= WHAT IS BEING ASKED =
In the records below, find every line that contains "services" and list it.

--- DATASET RECORDS Enclosed Below ---

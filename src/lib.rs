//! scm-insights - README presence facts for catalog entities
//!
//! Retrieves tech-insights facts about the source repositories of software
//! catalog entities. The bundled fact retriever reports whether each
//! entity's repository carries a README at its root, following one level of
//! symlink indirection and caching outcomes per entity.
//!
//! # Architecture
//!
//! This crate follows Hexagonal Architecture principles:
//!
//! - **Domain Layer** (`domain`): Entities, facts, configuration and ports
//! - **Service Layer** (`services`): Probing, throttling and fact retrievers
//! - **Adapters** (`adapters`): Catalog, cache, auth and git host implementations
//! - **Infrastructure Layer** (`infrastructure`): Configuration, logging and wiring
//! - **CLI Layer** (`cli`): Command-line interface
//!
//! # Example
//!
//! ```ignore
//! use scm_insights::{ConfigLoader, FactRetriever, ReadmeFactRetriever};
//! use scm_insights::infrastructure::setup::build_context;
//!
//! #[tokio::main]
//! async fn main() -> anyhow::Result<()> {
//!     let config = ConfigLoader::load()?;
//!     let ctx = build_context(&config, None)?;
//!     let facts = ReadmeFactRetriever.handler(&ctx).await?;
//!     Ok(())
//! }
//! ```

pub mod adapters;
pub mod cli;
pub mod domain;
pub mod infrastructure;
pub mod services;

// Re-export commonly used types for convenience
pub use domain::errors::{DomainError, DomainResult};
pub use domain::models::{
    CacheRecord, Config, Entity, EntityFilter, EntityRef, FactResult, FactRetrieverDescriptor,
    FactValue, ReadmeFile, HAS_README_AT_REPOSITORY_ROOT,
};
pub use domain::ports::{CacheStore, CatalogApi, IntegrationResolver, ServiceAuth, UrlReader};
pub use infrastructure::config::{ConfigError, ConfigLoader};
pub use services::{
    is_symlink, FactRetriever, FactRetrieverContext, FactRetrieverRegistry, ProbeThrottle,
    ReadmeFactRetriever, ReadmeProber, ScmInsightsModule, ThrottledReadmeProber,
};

--- End of Enclosed DATASET RECORDS ---
--- DATASET RECORDS Enclosed Below ---

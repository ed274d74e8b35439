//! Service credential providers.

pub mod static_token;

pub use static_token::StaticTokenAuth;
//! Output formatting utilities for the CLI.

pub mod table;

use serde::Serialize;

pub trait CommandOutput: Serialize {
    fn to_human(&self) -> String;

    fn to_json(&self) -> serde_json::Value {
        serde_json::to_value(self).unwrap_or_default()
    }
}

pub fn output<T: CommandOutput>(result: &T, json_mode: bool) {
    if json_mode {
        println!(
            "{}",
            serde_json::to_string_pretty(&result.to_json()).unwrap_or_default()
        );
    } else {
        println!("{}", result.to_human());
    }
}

--- End of Enclosed DATASET RECORDS ---

= ANSWER SECTION =
//! - **Service Layer** (`services`): Probing, throttling and fact retrievers
pub mod services;
pub use services::{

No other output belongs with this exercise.